Дальше министр писал: «Сегодня утром я испытываю неловкость. Уж не проснулся ли давеча государь, почивавший так близко от нас?..»
Я ответила:
Ах, быть может, н впрямь
это был только сон мимолетный?
Кто бы видел теперь
рукава мои, что пропитались
потаенных слез росной влагой!
Государь уже несколько раз присылал за мной; пришлось пойти. Как видно, он почувствовал, что я страдаю из-за того, что случилось минувшей ночью, потому что казался оживленней и веселее, чем обычно, но мне это было еще обиднее.
Снова начался пир, но сегодня, пока еще не слишком стемнело, государя пригласили на прогулку на лодках, и мы поехали в Фусими. Когда сгустилась ночь, позвали рыбаков, искусных в приручении бакланов, к корме августейшего судна привязали лодку с бакланами и показали государю, как ловят рыбу с помощью птиц. Рыбаков было трое, государь пожаловал им одежду со своего плеча. После возвращения снова началось угощение, пошло в ход сакэ, и государь опять напился допьяна. Ближе к рассвету министр снова прокрался к опочивальне.

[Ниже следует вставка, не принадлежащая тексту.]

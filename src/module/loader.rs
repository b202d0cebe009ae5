//! 커널 모듈 로더
//!
//! ELF64 relocatable object(.o)를 모듈 아레나에 올리고 링크한다.
//!
//! 로드 순서:
//! 1. 파싱 및 검증 (머신 타입, 이름 중복)
//! 2. 섹션 배치: 실행 섹션은 text 윈도우, 나머지는 data 윈도우
//! 3. 심볼 해석: 커널 export 테이블 → 로드된 모듈 (참조 획득)
//! 4. 재배치 적용 (필요하면 PLT 페이지 사용)
//! 5. 레지스트리 등록 후 `module_init` 호출
//!
//! 레지스트리 락은 한 단계씩만 잡고 재배치나 init/exit 호출 동안에는 놓는다.
//! 그래서 `module_init` 안에서 다른 모듈을 로드할 수 있다.

use alloc::boxed::Box;
use alloc::string::{String, ToString};
use alloc::vec;
use alloc::vec::Vec;
use core::mem;
use core::slice;

use log::{debug, info, warn};

use super::elf::{section_index::*, symbol_binding, symbol_type, Elf64, ElfError};
use super::registry::{ModuleHandle, ModuleRecord, ModuleState, PlacementKind, Registry, SectionPlacement};
use super::reloc::{self, Fixup, PltTable, RelocContext, RelocError};
use super::symbol::ExportTable;
use crate::config::KmodConfig;
use crate::mm::arena::{ArenaError, ArenaStats, ModuleArena};
use crate::mm::{align_up, PAGE_SIZE};
use crate::sync::RwLock;

/// 모듈 초기화 함수 심볼
const INIT_SYMBOL: &str = "module_init";
/// 모듈 정리 함수 심볼
const EXIT_SYMBOL: &str = "module_exit";

// ============================================================================
// 모듈 에러
// ============================================================================

/// 모듈 에러
#[derive(Debug, Clone, PartialEq, Eq, thiserror::Error)]
pub enum ModuleError {
    #[error("malformed module image: {0}")]
    MalformedImage(#[from] ElfError),
    #[error("section alignment {0:#x} exceeds page size")]
    UnsupportedAlignment(u64),
    #[error("relocation targets zero-stub section {section}")]
    ZeroStubRelocation { section: usize },
    #[error("unresolved symbol '{0}'")]
    UnresolvedSymbol(String),
    #[error("relocation failed: {0}")]
    Relocation(#[from] RelocError),
    #[error("module memory: {0}")]
    Allocation(#[from] ArenaError),
    #[error("module '{0}' is already loaded")]
    DuplicateModuleName(String),
    #[error("module '{name}' is in use (refcount {refcount})")]
    ModuleInUse { name: String, refcount: usize },
    #[error("module '{0}' not found")]
    NotFound(String),
    #[error("module '{0}' is unloading")]
    ModuleUnloading(String),
    #[error("module_init returned {0}")]
    InitFailed(i32),
}

// ============================================================================
// 엔트리 포인트 호출
// ============================================================================

/// 모듈 init/exit 함수 호출 방식
pub trait EntryInvoker: Send + Sync {
    /// # Safety
    /// `addr`는 배치와 재배치가 끝난 모듈의 `extern "C" fn() -> i32`
    unsafe fn call_init(&self, addr: usize) -> i32;

    /// # Safety
    /// `addr`는 배치와 재배치가 끝난 모듈의 `extern "C" fn()`
    unsafe fn call_exit(&self, addr: usize);
}

/// 모듈 코드를 직접 호출
pub struct NativeInvoker;

impl EntryInvoker for NativeInvoker {
    unsafe fn call_init(&self, addr: usize) -> i32 {
        // module_init() -> i32 (인자 없음, 외부 함수는 PLT/재배치로 연결됨)
        type InitFn = extern "C" fn() -> i32;
        let init: InitFn = unsafe { mem::transmute::<usize, InitFn>(addr) };
        init()
    }

    unsafe fn call_exit(&self, addr: usize) {
        type ExitFn = extern "C" fn();
        let exit: ExitFn = unsafe { mem::transmute::<usize, ExitFn>(addr) };
        exit()
    }
}

// ============================================================================
// Zero stub
// ============================================================================

#[repr(C, align(4096))]
struct ZeroPage([u8; PAGE_SIZE]);

/// 작은 읽기 전용 NOBITS 섹션이 공유하는 zero 페이지
static ZERO_STUB: ZeroPage = ZeroPage([0; PAGE_SIZE]);

fn zero_stub_addr() -> usize {
    &raw const ZERO_STUB as usize
}

// ============================================================================
// 조회용 타입
// ============================================================================

/// 모듈 상세 정보 (조회용)
#[derive(Debug, Clone, PartialEq, Eq)]
pub struct ModuleInfo {
    pub name: String,
    pub version: Option<String>,
    pub description: Option<String>,
    pub state: ModuleState,
    pub refcount: usize,
    /// text 윈도우에 배치된 섹션 크기 합
    pub text_size: usize,
    /// data 윈도우에 배치된 섹션 크기 합
    pub data_size: usize,
    pub plt_page: Option<usize>,
    pub exported_symbol_count: usize,
    /// 이 모듈이 참조하는 모듈 이름 (중복 제거)
    pub dependencies: Vec<String>,
}

/// 주소 역추적 결과
#[derive(Debug, Clone, PartialEq, Eq)]
pub struct Symbolized {
    pub module: String,
    /// 주소를 포함하는 심볼 (없으면 섹션 기준)
    pub symbol: Option<String>,
    /// 심볼 또는 섹션 시작으로부터의 오프셋
    pub offset: usize,
}

/// 모듈 참조 가드 (RAII)
/// Drop 시 자동으로 참조 카운트 감소
pub struct ModuleRef<'a> {
    subsystem: &'a ModuleSubsystem,
    handle: ModuleHandle,
    name: String,
}

impl ModuleRef<'_> {
    /// 모듈 이름 반환
    pub fn name(&self) -> &str {
        &self.name
    }

    pub fn handle(&self) -> ModuleHandle {
        self.handle
    }
}

impl Drop for ModuleRef<'_> {
    fn drop(&mut self) {
        if let Err(e) = self.subsystem.registry.write().release(self.handle) {
            warn!("[module] releasing reference to '{}': {}", self.name, e);
        }
    }
}

// ============================================================================
// 로드 롤백
// ============================================================================

/// 등록 전 로드 단계
#[derive(Debug, Clone, Copy, PartialEq, Eq)]
enum LoadStage {
    Parsed,
    Placed,
    Resolved,
    Relocated,
}

/// 등록 전 실패 시 아레나 범위와 획득한 모듈 참조를 되돌린다
struct LoadGuard<'a> {
    subsystem: &'a ModuleSubsystem,
    /// 마지막으로 끝난 단계
    stage: LoadStage,
    /// (주소, 크기)
    ranges: Vec<(usize, usize)>,
    dependencies: Vec<ModuleHandle>,
    armed: bool,
}

impl<'a> LoadGuard<'a> {
    fn new(subsystem: &'a ModuleSubsystem) -> Self {
        Self {
            subsystem,
            stage: LoadStage::Parsed,
            ranges: Vec::new(),
            dependencies: Vec::new(),
            armed: true,
        }
    }

    /// 레코드가 자원을 넘겨받음
    fn disarm(&mut self) {
        self.armed = false;
    }
}

impl Drop for LoadGuard<'_> {
    fn drop(&mut self) {
        if !self.armed {
            return;
        }
        debug!(
            "[module] rolling back after {:?}: {} ranges, {} references",
            self.stage,
            self.ranges.len(),
            self.dependencies.len()
        );
        for &(addr, size) in &self.ranges {
            self.subsystem.free_range(addr, size);
        }
        self.subsystem.release_dependencies(&self.dependencies);
    }
}

// ============================================================================
// 모듈 서브시스템
// ============================================================================

/// 모듈 레지스트리 + 로더
///
/// 아레나와 export 테이블을 값으로 받으므로 둘보다 먼저 만들어질 수 없다.
pub struct ModuleSubsystem {
    config: KmodConfig,
    arena: ModuleArena,
    exports: ExportTable,
    registry: RwLock<Registry>,
    invoker: Box<dyn EntryInvoker>,
}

— Сколько ночей подряд приходится ночевать в чужом, непривычном месте... — послышались его речи, — это так неприятно... Да и вообще здесь, в Фусими, местность очень унылая, никак не уснуть... Прошу вас, зажгите в моей спальне огонь, а то досаждают какие-то противные мошки... — мне было отвратительно слышать это, но государь опять сказал:
— Ну, что ж ты? Почему не идешь? — И эти его слова причинили мне нестерпимую боль.
— Простите меня, старика, за мои причуды! — без всякого смущения говорил министр чуть ли не возле самого изголовья государя. — Наверное, вам противно смотреть, как я схожу с ума от любви... Но в прежние времена тоже случалось, что пожилой мужчина становился благодетелем молодой особы. Такой союз приводил к долгому покровительству... — Мне было больно и горько слушать эти слова, но что я могла поделать? А государь, по-прежнему в самом благодушном расположении духа, сказал:
— Мне тоже очень тоскливо лежать здесь одному, так что располагайтесь поближе... — И мне снова пришлось лечь с министром в соседнем помещении так же, как прошлой ночью, за тонкой раздвижной дверью.
На следующее утро отъезд назначили еще затемно, так что шум и суета начались очень рано, и я рассталась с министром, не сохранив от этой встречи ничего, кроме горькой душевной опустошенности. Я села позади государя в его карету; в той же карете ехал и дайнагон Санэканэ Сайондзи. Наконец, показалась столица; до моста Киёмидзу все кареты ехали друг за дружкой, но от Кёгоку поезд государя свернул к северу, а кареты министра и остальных — на запад, и тут — я сама не могла бы сказать, почему? — мне стало грустно расставаться с министром. Эта грусть показалась неожиданной мне самой, и я с удивлением спрашивала себя, когда и как могла произойти такая перемена в моей душе?